A atuação do CBD na pele é considerada multifatorial. Ele interage com componentes do sistema endocanabinoide cutâneo e com outros receptores e canais envolvidos na homeostase local. Entre os mecanismos descritos na literatura estão a modulação da inflamação, a redução de citocinas pró-inflamatórias, a influência sobre a secreção sebácea e a atenuação do estresse oxidativo.

“O CBD modula vias inflamatórias importantes, reduz citocinas como IL-1β, TNF-α e IL-6, interfere na ativação de queratinócitos e células imunes, além de atuar em vias sensoriais relacionadas ao prurido”, explica a especialista. Há também dados pré-clínicos que sugerem ação antimicrobiana e antibiofilme, além de efeitos antioxidantes locais.

Essa multiplicidade de ações é justamente o que torna o CBD um objeto de interesse científico, mas também reforça a necessidade de cautela na extrapolação dos resultados para a prática clínica.

O CBD substitui tratamentos dermatológicos convencionais?

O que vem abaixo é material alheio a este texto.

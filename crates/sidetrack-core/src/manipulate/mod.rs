//! The Locator/Mutator/Revertor seam.
//!
//! Each resource kind the engine can touch registers a [`Manipulator`]:
//! `locate` consults the cluster to resolve a ref (or to enrich it with
//! auxiliary targets), `mutate` applies the session's intent, `revert`
//! undoes exactly what the ref's ledger records. The registry order is
//! significant: locators run before any mutator, mutators run in
//! registration order (gateway before mesh routes, so routes can consume
//! gateway-published hosts), and revertors run in reverse.

use std::fmt;
use std::sync::Arc;

use async_trait::async_trait;
use thiserror::Error;

use crate::client::ClientError;
use crate::model::Ref;
use crate::resources::ResourceKind;
use crate::session::SessionContext;
use crate::template::{TemplateEngine, TemplateError};

pub mod deployment;
#[cfg(test)]
pub(crate) mod fixtures;
pub mod gateway;
pub mod virtualservice;

pub use deployment::DeploymentManipulator;
pub use gateway::GatewayManipulator;
pub use virtualservice::VirtualServiceManipulator;

/// A single per-resource failure, wrapped with enough context to read in a
/// session's event stream.
#[derive(Debug, Error)]
#[non_exhaustive]
pub enum ManipulateError {
    /// No HTTP rule routes the target host, so there is nothing to fork
    /// the traffic off of. Retried once the user adds a matching rule.
    #[error("route not found for host {host}")]
    RouteNotFound {
        /// The host no rule targets.
        host: String,
    },

    /// A cluster call failed.
    #[error("failed to {verb} {kind} {name}: {source}")]
    Resource {
        /// What was being attempted.
        verb: &'static str,
        /// Resource kind.
        kind: ResourceKind,
        /// Resource name.
        name: String,
        /// Underlying client failure.
        #[source]
        source: ClientError,
    },

    /// The template engine refused to render a fork; no partial object is
    /// created.
    #[error("failed to render fork of {name}: {source}")]
    Template {
        /// Workload being forked.
        name: String,
        /// Underlying engine failure.
        #[source]
        source: TemplateError,
    },
}

/// Combined per-resource failures from one pass over a ref.
///
/// Mutators and revertors keep going when one resource fails so a single
/// broken object does not strand the rest; everything that went wrong is
/// collected here and surfaced at once.
#[derive(Debug, Default)]
pub struct AggregateError {
    errors: Vec<ManipulateError>,
}

impl AggregateError {
    /// Record one failure.
    pub fn push(&mut self, error: ManipulateError) {
        self.errors.push(error);
    }

    /// Fold another aggregate into this one.
    pub fn merge(&mut self, other: AggregateError) {
        self.errors.extend(other.errors);
    }

    /// The collected failures.
    #[must_use]
    pub fn errors(&self) -> &[ManipulateError] {
        &self.errors
    }

    /// Whether anything failed.
    #[must_use]
    pub fn is_empty(&self) -> bool {
        self.errors.is_empty()
    }

    /// `Ok` when nothing failed, otherwise `Err(self)`.
    pub fn into_result(self) -> Result<(), AggregateError> {
        if self.errors.is_empty() {
            Ok(())
        } else {
            Err(self)
        }
    }
}

impl fmt::Display for AggregateError {
    fn fmt(&self, f: &mut fmt::Formatter<'_>) -> fmt::Result {
        write!(f, "{} resource failure(s): ", self.errors.len())?;
        for (i, error) in self.errors.iter().enumerate() {
            if i > 0 {
                f.write_str("; ")?;
            }
            write!(f, "{error}")?;
        }
        Ok(())
    }
}

impl std::error::Error for AggregateError {}

impl From<ManipulateError> for AggregateError {
    fn from(error: ManipulateError) -> Self {
        Self {
            errors: vec![error],
        }
    }
}

/// The three phases of handling one resource kind within a reconcile.
#[async_trait]
pub trait Manipulator: Send + Sync {
    /// The cluster kind this manipulator reads and writes.
    fn kind(&self) -> ResourceKind;

    /// Whether a successful `locate` claims the ref as this kind. A ref
    /// resolves to exactly one claiming kind per reconcile; auxiliary
    /// manipulators (mesh routes, gateways) only enrich targets.
    fn resolves_ref(&self) -> bool {
        false
    }

    /// Consult the cluster to decide whether `target` involves this kind;
    /// on a match, append located resources to the ref.
    async fn locate(&self, ctx: &SessionContext, target: &mut Ref) -> bool;

    /// Apply the session's intent for this kind, recording every cluster
    /// write on the ref's ledger before returning.
    async fn mutate(&self, ctx: &SessionContext, target: &mut Ref) -> Result<(), AggregateError>;

    /// Undo what the ref's ledger records for this kind, removing each
    /// entry as its mutation is confirmed gone.
    async fn revert(&self, ctx: &SessionContext, target: &mut Ref) -> Result<(), AggregateError>;
}

/// Ordered set of registered manipulators.
pub struct ManipulatorSet {
    items: Vec<Box<dyn Manipulator>>,
}

impl ManipulatorSet {
    /// An empty registry.
    #[must_use]
    pub fn new() -> Self {
        Self { items: Vec::new() }
    }

    /// The standard registry: workload first, then gateway, then mesh
    /// routes, so route mutation can consume both the clone's subset and
    /// the gateway-published hosts.
    #[must_use]
    pub fn with_defaults(engine: Arc<dyn TemplateEngine>) -> Self {
        let mut set = Self::new();
        set.register(Box::new(DeploymentManipulator::new(engine)));
        set.register(Box::new(GatewayManipulator));
        set.register(Box::new(VirtualServiceManipulator));
        set
    }

    /// Append a manipulator; order of registration is execution order.
    pub fn register(&mut self, manipulator: Box<dyn Manipulator>) {
        self.items.push(manipulator);
    }

    /// Iterate in registration order.
    pub fn iter(&self) -> impl Iterator<Item = &dyn Manipulator> {
        self.items.iter().map(AsRef::as_ref)
    }

    /// Iterate in reverse registration order; the revert path.
    pub fn iter_reversed(&self) -> impl Iterator<Item = &dyn Manipulator> {
        self.items.iter().rev().map(AsRef::as_ref)
    }

    /// Number of registered manipulators.
    #[must_use]
    pub fn len(&self) -> usize {
        self.items.len()
    }

    /// Whether the registry is empty.
    #[must_use]
    pub fn is_empty(&self) -> bool {
        self.items.is_empty()
    }
}

impl Default for ManipulatorSet {
    fn default() -> Self {
        Self::new()
    }
}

De forma clara: não. O CBD não deve ser encarado como substituto de tratamentos dermatológicos consagrados. “Ele pode ajudar a reduzir sintomas persistentes ou atuar como adjuvante, mas não substitui corticosteroides, imunomoduladores, antibióticos, retinoides ou terapias biológicas quando essas são indicadas”, destaca a Dra. Juliana Bogado.

Em doenças dermatológicas graves ou extensas, o padrão-ouro terapêutico permanece inalterado. O CBD pode, em alguns casos selecionados, integrar um plano terapêutico mais amplo, sempre baseado na gravidade do quadro, na evidência científica disponível e no acompanhamento médico.

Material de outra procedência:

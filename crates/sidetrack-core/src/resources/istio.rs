//! Istio networking types.
//!
//! Declared in-repo with the `kube` derive since Istio ships no Rust API
//! crate. Only the fields the engine reads or writes are modelled; unknown
//! fields on live objects are dropped on round-trip, which is acceptable
//! because the engine never writes back an object it did not create or
//! deliberately modify.

use std::collections::BTreeMap;

use kube::CustomResource;
use schemars::JsonSchema;
use serde::{Deserialize, Serialize};

/// Spec of an Istio `VirtualService`.
#[derive(CustomResource, Clone, Debug, Default, PartialEq, Serialize, Deserialize, JsonSchema)]
#[kube(
    group = "networking.istio.io",
    version = "v1alpha3",
    kind = "VirtualService",
    namespaced,
    derive = "PartialEq"
)]
#[serde(rename_all = "camelCase")]
pub struct VirtualServiceSpec {
    /// Destination hosts these routes apply to.
    #[serde(default, skip_serializing_if = "Vec::is_empty")]
    pub hosts: Vec<String>,
    /// Gateways the routes are attached to; empty means mesh-internal.
    #[serde(default, skip_serializing_if = "Vec::is_empty")]
    pub gateways: Vec<String>,
    /// Ordered HTTP routing rules; first match wins.
    #[serde(default, skip_serializing_if = "Vec::is_empty")]
    pub http: Vec<HttpRoute>,
}

/// One ordered HTTP routing rule.
#[derive(Clone, Debug, Default, PartialEq, Serialize, Deserialize, JsonSchema)]
#[serde(rename_all = "camelCase")]
pub struct HttpRoute {
    /// Optional rule name.
    #[serde(default, skip_serializing_if = "Option::is_none")]
    pub name: Option<String>,
    /// Match conditions; an empty list matches every request.
    #[serde(default, rename = "match", skip_serializing_if = "Vec::is_empty")]
    pub matches: Vec<HttpMatchRequest>,
    /// Weighted destinations.
    #[serde(default, skip_serializing_if = "Vec::is_empty")]
    pub route: Vec<HttpRouteDestination>,
    /// Redirect primitive; mutually exclusive with `route`.
    #[serde(default, skip_serializing_if = "Option::is_none")]
    pub redirect: Option<HttpRedirect>,
    /// Traffic mirroring destination.
    #[serde(default, skip_serializing_if = "Option::is_none")]
    pub mirror: Option<Destination>,
    /// Header manipulation applied to matched requests.
    #[serde(default, skip_serializing_if = "Option::is_none")]
    pub headers: Option<Headers>,
}

/// Request attributes a rule matches on.
#[derive(Clone, Debug, Default, PartialEq, Serialize, Deserialize, JsonSchema)]
#[serde(rename_all = "camelCase")]
pub struct HttpMatchRequest {
    /// Header name to matcher.
    #[serde(default, skip_serializing_if = "BTreeMap::is_empty")]
    pub headers: BTreeMap<String, StringMatch>,
    /// URI matcher.
    #[serde(default, skip_serializing_if = "Option::is_none")]
    pub uri: Option<StringMatch>,
}

/// A string matcher; exactly one field is set.
#[derive(Clone, Debug, Default, PartialEq, Serialize, Deserialize, JsonSchema)]
#[serde(rename_all = "camelCase")]
pub struct StringMatch {
    /// Exact-value match.
    #[serde(default, skip_serializing_if = "Option::is_none")]
    pub exact: Option<String>,
    /// Prefix match.
    #[serde(default, skip_serializing_if = "Option::is_none")]
    pub prefix: Option<String>,
    /// RE2 regex match.
    #[serde(default, skip_serializing_if = "Option::is_none")]
    pub regex: Option<String>,
}

impl StringMatch {
    /// An exact-value matcher.
    #[must_use]
    pub fn exact(value: impl Into<String>) -> Self {
        Self {
            exact: Some(value.into()),
            ..Self::default()
        }
    }
}

/// One weighted destination of a rule.
#[derive(Clone, Debug, Default, PartialEq, Serialize, Deserialize, JsonSchema)]
#[serde(rename_all = "camelCase")]
pub struct HttpRouteDestination {
    /// Where the traffic goes.
    pub destination: Destination,
    /// Relative weight; unset means the rule's entire share.
    #[serde(default, skip_serializing_if = "Option::is_none")]
    pub weight: Option<i32>,
}

/// A routing destination: a host and an optional subset within it.
#[derive(Clone, Debug, Default, PartialEq, Serialize, Deserialize, JsonSchema)]
#[serde(rename_all = "camelCase")]
pub struct Destination {
    /// Destination service host.
    pub host: String,
    /// Named subset of the host; unset targets every version.
    #[serde(default, skip_serializing_if = "Option::is_none")]
    pub subset: Option<String>,
}

impl Destination {
    /// The subset, with unset reading as the empty string the way the mesh
    /// treats it: a match for every version.
    #[must_use]
    pub fn subset_or_default(&self) -> &str {
        self.subset.as_deref().unwrap_or_default()
    }
}

/// HTTP redirect primitive.
#[derive(Clone, Debug, Default, PartialEq, Serialize, Deserialize, JsonSchema)]
#[serde(rename_all = "camelCase")]
pub struct HttpRedirect {
    /// Replacement URI.
    #[serde(default, skip_serializing_if = "Option::is_none")]
    pub uri: Option<String>,
    /// Replacement authority.
    #[serde(default, skip_serializing_if = "Option::is_none")]
    pub authority: Option<String>,
}

/// Header manipulation rules.
#[derive(Clone, Debug, Default, PartialEq, Serialize, Deserialize, JsonSchema)]
#[serde(rename_all = "camelCase")]
pub struct Headers {
    /// Operations applied to the request before forwarding.
    #[serde(default, skip_serializing_if = "Option::is_none")]
    pub request: Option<HeaderOperations>,
}

/// Header add/set/remove operations.
#[derive(Clone, Debug, Default, PartialEq, Serialize, Deserialize, JsonSchema)]
#[serde(rename_all = "camelCase")]
pub struct HeaderOperations {
    /// Headers appended to the request.
    #[serde(default, skip_serializing_if = "BTreeMap::is_empty")]
    pub add: BTreeMap<String, String>,
    /// Headers overwritten on the request.
    #[serde(default, skip_serializing_if = "BTreeMap::is_empty")]
    pub set: BTreeMap<String, String>,
}

/// Spec of an Istio `Gateway`.
#[derive(CustomResource, Clone, Debug, Default, PartialEq, Serialize, Deserialize, JsonSchema)]
#[kube(
    group = "networking.istio.io",
    version = "v1alpha3",
    kind = "Gateway",
    namespaced,
    derive = "PartialEq"
)]
#[serde(rename_all = "camelCase")]
pub struct GatewaySpec {
    /// Workload selector for the gateway proxy.
    #[serde(default, skip_serializing_if = "BTreeMap::is_empty")]
    pub selector: BTreeMap<String, String>,
    /// Listener definitions.
    #[serde(default, skip_serializing_if = "Vec::is_empty")]
    pub servers: Vec<Server>,
}

/// One gateway listener.
#[derive(Clone, Debug, Default, PartialEq, Serialize, Deserialize, JsonSchema)]
#[serde(rename_all = "camelCase")]
pub struct Server {
    /// Listener port.
    #[serde(default, skip_serializing_if = "Option::is_none")]
    pub port: Option<Port>,
    /// Hosts this listener admits.
    #[serde(default, skip_serializing_if = "Vec::is_empty")]
    pub hosts: Vec<String>,
}

/// A gateway listener port.
#[derive(Clone, Debug, Default, PartialEq, Serialize, Deserialize, JsonSchema)]
#[serde(rename_all = "camelCase")]
pub struct Port {
    /// Port number.
    pub number: u32,
    /// Port name.
    #[serde(default, skip_serializing_if = "Option::is_none")]
    pub name: Option<String>,
    /// Listener protocol, e.g. `HTTP` or `HTTPS`.
    #[serde(default, skip_serializing_if = "Option::is_none")]
    pub protocol: Option<String>,
}

#[cfg(test)]
mod tests {
    use super::*;

    #[test]
    fn virtual_service_round_trips_camel_case() {
        let vs = VirtualService::new(
            "ratings-vs",
            VirtualServiceSpec {
                hosts: vec!["ratings".into()],
                gateways: vec![],
                http: vec![HttpRoute {
                    route: vec![HttpRouteDestination {
                        destination: Destination {
                            host: "ratings".into(),
                            subset: Some("v1".into()),
                        },
                        weight: None,
                    }],
                    ..HttpRoute::default()
                }],
            },
        );

        let json = serde_json::to_value(&vs).unwrap();
        assert_eq!(json["spec"]["hosts"][0], "ratings");
        assert_eq!(json["spec"]["http"][0]["route"][0]["destination"]["subset"], "v1");

        let back: VirtualService = serde_json::from_value(json).unwrap();
        assert_eq!(back.spec, vs.spec);
    }

    #[test]
    fn match_field_serializes_as_match() {
        let rule = HttpRoute {
            matches: vec![HttpMatchRequest {
                headers: BTreeMap::from([("x-test".to_string(), StringMatch::exact("smoke"))]),
                uri: None,
            }],
            ..HttpRoute::default()
        };
        let json = serde_json::to_value(&rule).unwrap();
        assert_eq!(json["match"][0]["headers"]["x-test"]["exact"], "smoke");
    }

    #[test]
    fn unset_subset_reads_as_every_version() {
        let dest = Destination {
            host: "ratings".into(),
            subset: None,
        };
        assert_eq!(dest.subset_or_default(), "");
    }
}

Como o CBD costuma ser utilizado na dermatologia?

Na prática, os protocolos descritos na literatura utilizam predominantemente o CBD tópico, em formulações como cremes, géis, loções ou pomadas. A qualidade da formulação é um fator crítico, já que estabilidade, penetração cutânea e biodisponibilidade influenciam diretamente os resultados.

“Tecnologias como nanoemulsões e hidrogéis têm sido estudadas para melhorar a entrega cutânea do CBD”, explica a dermatologista. Em situações específicas, como pruridos sistêmicos ou quadros associados à dor e ansiedade, a via oral pode ser considerada, mas exige cautela redobrada devido à absorção sistêmica e às possíveis interações medicamentosas.

Benefícios relatados e perfil de segurança

Entre os benefícios mais frequentemente relatados pelos pacientes estão alívio do prurido, redução da vermelhidão, sensação de conforto cutâneo e melhora da hidratação. Em alguns casos, a redução do prurido noturno impacta positivamente o sono.

Do ponto de vista da segurança, o CBD tópico é geralmente bem tolerado. Reações adversas costumam estar relacionadas aos excipientes das formulações, e não ao CBD em si. O maior risco, segundo a especialista, está na procedência dos produtos. “Produtos sem laudos confiáveis podem conter contaminantes ou traços de THC acima do permitido”, alerta.

Por isso, a recomendação é evitar produtos sem certificação laboratorial e não utilizar CBD em gestantes, lactantes ou em lesões suspeitas sem avaliação médica.

Dezembro Laranja: um alerta necessário

No contexto do Dezembro Laranja, campanha de prevenção ao câncer de pele, a Dra. Juliana Bogado reforça um ponto fundamental: o CBD não previne nem trata câncer de pele.

“Protetor solar, fotoproteção adequada e consultas regulares ao dermatologista continuam sendo as principais estratégias de prevenção. Nenhum cosmético, incluindo produtos com CBD, deve ser aplicado sobre lesões suspeitas sem diagnóstico médico”, enfatiza.

O avanço da pesquisa em canabinoides na dermatologia é promissor, mas deve caminhar lado a lado com evidência científica de qualidade, regulação clara e uso responsável. Informação, nesse contexto, é sempre a melhor forma de cuidado.